Around 3 weeks after surgery, patients are usually advised to engage in non-weight-bearing exercises such as swimming and bicycling. After 6 weeks, partial weight-bearing functional exercises can be commenced. To monitor the progress of the correction of deformities and the positioning of the implant, AP, lateral, and oblique radiographs are performed immediately after surgery, at 6 weeks, and at 12 weeks. Subsequently, X-rays are taken every 3 months. During the last follow-up, measurements of the Meary angle and the talus-first metatarsal angle are recorded and compared with pre-operative data. The evaluation of functionality is conducted using the AOFAS ankle-hind foot score and the VAS score.

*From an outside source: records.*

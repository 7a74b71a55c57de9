use serde::Serialize;
use std::collections::HashMap;
use std::sync::Arc;

use super::detect::DETECT_ACTION_ID;
use super::{Action, DetectAction, RenameAction};
use crate::core::error::CoreError;

/// Identifier and label of a registered action, for display.
#[derive(Debug, Clone, PartialEq, Eq, Serialize)]
pub struct ActionDescriptor {
    pub id: String,
    pub label: String,
}

/// Lookup table from action id to action.
#[derive(Debug, Default, Clone)]
pub struct ActionRegistry {
    actions: HashMap<String, Arc<dyn Action>>,
    order: Vec<String>,
}

impl ActionRegistry {
    pub fn new() -> Self {
        Self::default()
    }

    /// `.md`, `.txt` and `detect`.
    pub fn with_defaults() -> Self {
        let mut registry = Self::new();
        registry.register(Arc::new(RenameAction::new(".md")));
        registry.register(Arc::new(RenameAction::new(".txt")));
        registry.register(Arc::new(DetectAction));
        registry
    }

    /// Registers an action, replacing any action with the same id.
    pub fn register(&mut self, action: Arc<dyn Action>) {
        let id = action.id().to_string();
        if self.actions.insert(id.clone(), action).is_some() {
            tracing::debug!("Replaced registered action '{}'", id);
        } else {
            tracing::debug!("Action registered: {}", id);
            self.order.push(id);
        }
    }

    pub fn get(&self, id: &str) -> Result<Arc<dyn Action>, CoreError> {
        self.actions
            .get(id)
            .cloned()
            .ok_or_else(|| CoreError::UnknownAction(id.to_string()))
    }

    /// Looks up the action for a user-facing mode (`md`, `txt`, `detect`).
    pub fn for_mode(&self, mode: &str) -> Result<Arc<dyn Action>, CoreError> {
        self.get(&resolve_mode(mode))
    }

    /// Registered actions in registration order.
    pub fn descriptors(&self) -> Vec<ActionDescriptor> {
        self.order
            .iter()
            .filter_map(|id| self.actions.get(id))
            .map(|action| ActionDescriptor {
                id: action.id().to_string(),
                label: action.label().to_string(),
            })
            .collect()
    }

    pub fn len(&self) -> usize {
        self.actions.len()
    }

    pub fn is_empty(&self) -> bool {
        self.actions.is_empty()
    }
}

/// Maps an action mode onto a registry id.
///
/// `detect` stays as is, an extension mode gains a leading dot (`md` -> `.md`).
pub fn resolve_mode(mode: &str) -> String {
    let mode = mode.trim();
    if mode == DETECT_ACTION_ID || mode.starts_with('.') {
        mode.to_string()
    } else {
        format!(".{}", mode)
    }
}
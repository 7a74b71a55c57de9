//! Heuristic text-encoding and line-ending detection over a bounded byte prefix.
//!
//! The results are advisory: nothing else in the crate changes behavior based
//! on them. Only the first [`PREFIX_LEN`] bytes of a file are inspected.

use serde::{Deserialize, Serialize};
use std::fmt;

/// Number of leading bytes inspected per file.
pub const PREFIX_LEN: usize = 4096;

/// Bytes to read for [`sniff`]: the window plus one, which tells whether the
/// file continues past it.
pub const SAMPLE_LEN: usize = PREFIX_LEN + 1;

/// End-of-line convention found in a prefix.
#[derive(Debug, Clone, Copy, PartialEq, Eq, Hash, Serialize, Deserialize)]
pub enum EolKind {
    None,
    Lf,
    Crlf,
    Cr,
    Mixed,
}

impl EolKind {
    pub fn label(self) -> &'static str {
        match self {
            EolKind::None => "None",
            EolKind::Lf => "LF",
            EolKind::Crlf => "CRLF",
            EolKind::Cr => "CR",
            EolKind::Mixed => "Mixed",
        }
    }
}

impl fmt::Display for EolKind {
    fn fmt(&self, f: &mut fmt::Formatter<'_>) -> fmt::Result {
        f.write_str(self.label())
    }
}

/// Character encoding guessed for a prefix.
#[derive(Debug, Clone, Copy, PartialEq, Eq, Hash, Serialize, Deserialize)]
pub enum EncodingKind {
    Utf8Bom,
    Utf16Be,
    Utf16Le,
    Ascii,
    Utf8,
    ShiftJis,
    /// Weak guess: only a byte-range check backs it.
    EucJpGuess,
    Unknown,
}

impl EncodingKind {
    pub fn label(self) -> &'static str {
        match self {
            EncodingKind::Utf8Bom => "UTF-8 (BOM)",
            EncodingKind::Utf16Be => "UTF-16 BE",
            EncodingKind::Utf16Le => "UTF-16 LE",
            EncodingKind::Ascii => "ASCII",
            EncodingKind::Utf8 => "UTF-8",
            EncodingKind::ShiftJis => "Shift_JIS",
            EncodingKind::EucJpGuess => "EUC-JP?",
            EncodingKind::Unknown => "Unknown",
        }
    }

    /// `false` for the low-confidence outcomes.
    pub fn is_confident(self) -> bool {
        !matches!(self, EncodingKind::EucJpGuess | EncodingKind::Unknown)
    }
}

impl fmt::Display for EncodingKind {
    fn fmt(&self, f: &mut fmt::Formatter<'_>) -> fmt::Result {
        f.write_str(self.label())
    }
}

/// Raw line-ending counters. A CRLF pair is counted once, never as a lone CR.
#[derive(Debug, Clone, Copy, Default, PartialEq, Eq, Serialize, Deserialize)]
pub struct EolCounts {
    pub cr: usize,
    pub lf: usize,
    pub crlf: usize,
}

impl EolCounts {
    pub fn scan(bytes: &[u8]) -> Self {
        let mut counts = Self::default();
        let mut i = 0;
        while i < bytes.len() {
            match bytes[i] {
                b'\r' if bytes.get(i + 1) == Some(&b'\n') => {
                    counts.crlf += 1;
                    i += 1;
                }
                b'\r' => counts.cr += 1,
                b'\n' => counts.lf += 1,
                _ => {}
            }
            i += 1;
        }
        counts
    }

    /// The kind with the strictly greatest count, `Mixed` on a tie, `None` when empty.
    pub fn classify(&self) -> EolKind {
        let Self { cr, lf, crlf } = *self;
        if cr == 0 && lf == 0 && crlf == 0 {
            EolKind::None
        } else if crlf > lf && crlf > cr {
            EolKind::Crlf
        } else if lf > crlf && lf > cr {
            EolKind::Lf
        } else if cr > crlf && cr > lf {
            EolKind::Cr
        } else {
            EolKind::Mixed
        }
    }
}

/// Outcome of sniffing one prefix.
#[derive(Debug, Clone, Copy, PartialEq, Eq, Serialize, Deserialize)]
pub struct Detection {
    pub encoding: EncodingKind,
    pub eol: EolKind,
    pub counts: EolCounts,
}

/// Classifies line endings and encoding of a file sample.
///
/// Only the first [`PREFIX_LEN`] bytes are inspected. A longer sample (see
/// [`SAMPLE_LEN`]) marks the window as cut from a longer file.
pub fn sniff(sample: &[u8]) -> Detection {
    let truncated = sample.len() > PREFIX_LEN;
    let prefix = &sample[..sample.len().min(PREFIX_LEN)];
    let counts = EolCounts::scan(prefix);
    Detection {
        encoding: detect_encoding(prefix, truncated),
        eol: counts.classify(),
        counts,
    }
}

/// Ordered cascade; the first matching rule wins. `truncated` says the file
/// continues past `prefix`.
pub fn detect_encoding(prefix: &[u8], truncated: bool) -> EncodingKind {
    if prefix.starts_with(&[0xEF, 0xBB, 0xBF]) {
        return EncodingKind::Utf8Bom;
    }
    if prefix.starts_with(&[0xFE, 0xFF]) {
        return EncodingKind::Utf16Be;
    }
    if prefix.starts_with(&[0xFF, 0xFE]) {
        return EncodingKind::Utf16Le;
    }
    if prefix.is_ascii() {
        return EncodingKind::Ascii;
    }
    if is_utf8(prefix, truncated) {
        return EncodingKind::Utf8;
    }
    if looks_like_shift_jis(prefix) {
        return EncodingKind::ShiftJis;
    }
    if prefix.iter().any(|b| (0xA1..=0xFE).contains(b)) {
        return EncodingKind::EucJpGuess;
    }
    EncodingKind::Unknown
}

/// Strict UTF-8 validation.
///
/// When the file continues past the prefix, a multi-byte sequence that is
/// merely incomplete at the very end is accepted.
fn is_utf8(prefix: &[u8], truncated: bool) -> bool {
    match std::str::from_utf8(prefix) {
        Ok(_) => true,
        Err(e) => truncated && e.error_len().is_none(),
    }
}

fn is_sjis_lead(b: u8) -> bool {
    (0x81..=0x9F).contains(&b) || (0xE0..=0xFC).contains(&b)
}

fn is_sjis_trail(b: u8) -> bool {
    (0x40..=0x7E).contains(&b) || (0x80..=0xFC).contains(&b)
}

fn looks_like_shift_jis(prefix: &[u8]) -> bool {
    let mut pairs = 0usize;
    let mut i = 0;
    while i < prefix.len() {
        let b = prefix[i];
        if is_sjis_lead(b) {
            let Some(&trail) = prefix.get(i + 1) else {
                // Lead byte cut off by the prefix boundary.
                break;
            };
            if !is_sjis_trail(trail) {
                return false;
            }
            pairs += 1;
            i += 2;
            continue;
        }
        if b >= 0xFD {
            return false;
        }
        i += 1;
    }
    pairs > 0
}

Remarkably, all patients are able to resume sports activities within a period of 12 months.

== History ==
The concept of surgically modifying the tarsi and subtalar joint to address flatfoot conditions emerged in 1946 through the proposal made by Chambers. He suggested using a wedge placed on the superior surface of the calcaneus to restrict the anterior displacement of the talus from the calcaneus. The first surgeon to introduce a cortical bone wedge graft into the sinus tarsi was Stefán Haraldsson in 1962. This technique aimed to limit subtalar eversion and treat patients with pes planus. In 1970, LeLièvre from France coined the term "arthroereisis" while describing the insertion of a bone graft into the sinus tarsi, secured with a staple. Subotnick, in 1974, proposed the use of a synthetic silicone implant placed in the sinus tarsi to enhance the proper positioning of the talus with the calcaneus. These developments laid the foundation for the modern-day arthroereisis procedure.